The abolition of Contract Rights Renewal, the rules governing the way ITV sells airtime, would not make a huge difference to the UK ad market, according to Toby Syfret from Enders Analysis.

Toby Syfret: Enders analyst in favour of scrapping CRR
Toby Syfret: Enders analyst in favour of scrapping CRR

Speaking to the Lords Communications Committee, Syfret said: "CRR has had some limiting factors on programming and the general strategy of companies and is possibly not in the public interest.

"I don’t think that the removal would make a huge difference to the market. If [other parties] need protection, the government should consider practical issues, but I would be in favour of scrapping the mechanism itself if possible."

The committee called for written evidence for its inquiry into the regulation of television advertising in July, and is expected to produce recommendations in a written report, likely to be released at the end of the year or the beginning of 2011.

However, in its written submission to the committee, advertisers’ trade body ISBA said it was an "appropriate, proportionate and absolutely necessary intervention to protect the advertisers from predatory pricing on the part of the clearly-dominant ITV".

Earlier this year, ITV chief executive Adam Crozier said he wanted to reduce the proportion of ITV’s revenue to come from airtime advertising to 50%, to reduce the broadcaster's dependence on the volatile TV ad market.

ITV told the committee that CRR was "anachronistic and unnecessary in the fast-moving and highly competitive new multimedia environment of the internet, mobile devices and new media players like Google and Apple, which is putting pressure on traditional platforms such as television"

In its submission, Channel 4 said that although advertisers were shifting expenditure online, "it is important not to overestimate the substitutability between advertising on television and on the internet.

"Internet display advertising remains a small proportion of the total display advertising sector relative to television, and is not currently growing at the significant expense of television."

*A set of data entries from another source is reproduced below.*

//! Outbound notifications.
//!
//! Delivery is best-effort: services call [`deliver`] after their transaction
//! has committed, and a failed send is logged, never returned to the caller.

use async_trait::async_trait;
use reqwest::Client;
use serde::Serialize;

use crate::prelude::*;

#[derive(Debug, Clone, Copy, PartialEq, Eq, Serialize)]
#[serde(rename_all = "snake_case")]
pub enum NotificationKind {
  WithdrawalApproved,
  WithdrawalRejected,
  ReferralCommission,
}

#[derive(Debug, Clone, Serialize)]
pub struct Notification {
  pub recipient: i64,
  pub kind: NotificationKind,
  pub template: &'static str,
  pub data: json::Value,
}

#[async_trait]
pub trait Notifier: Send + Sync {
  async fn send(&self, notification: &Notification) -> anyhow::Result<()>;
}

pub async fn deliver(notifier: &dyn Notifier, notification: Notification) {
  if let Err(err) = notifier.send(&notification).await {
    warn!(
      "Failed to deliver {:?} to actor {}: {err:#}",
      notification.kind, notification.recipient
    );
  }
}

/// Writes notifications to the log only.
pub struct LogNotifier;

#[async_trait]
impl Notifier for LogNotifier {
  async fn send(&self, notification: &Notification) -> anyhow::Result<()> {
    info!(
      recipient = notification.recipient,
      template = notification.template,
      "notification {:?}: {}",
      notification.kind,
      notification.data
    );
    Ok(())
  }
}

/// POSTs every notification as JSON to a fixed URL.
pub struct WebhookNotifier {
  client: Client,
  url: String,
}

impl WebhookNotifier {
  pub fn new(url: impl Into<String>, timeout: Duration) -> anyhow::Result<Self> {
    let client = Client::builder().timeout(timeout).build()?;
    Ok(Self { client, url: url.into() })
  }
}

#[async_trait]
impl Notifier for WebhookNotifier {
  async fn send(&self, notification: &Notification) -> anyhow::Result<()> {
    self
      .client
      .post(&self.url)
      .json(notification)
      .send()
      .await?
      .error_for_status()?;

    debug!("Delivered {:?} to {}", notification.kind, self.url);
    Ok(())
  }
}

The 10-strong committee is chaired by the Earl of Onslow and a number of members have media experience. Baroness Deech was a governor of the BBC from 2002 to 2006, and Lord Gordon of Strathblane was managing director of Radio Clyde.

In May, the Competition Commission ruled that CRR was still needed to prevent the broadcaster from exploiting its position, but it renewed its call for an overall review of the system for selling TV advertising in the UK.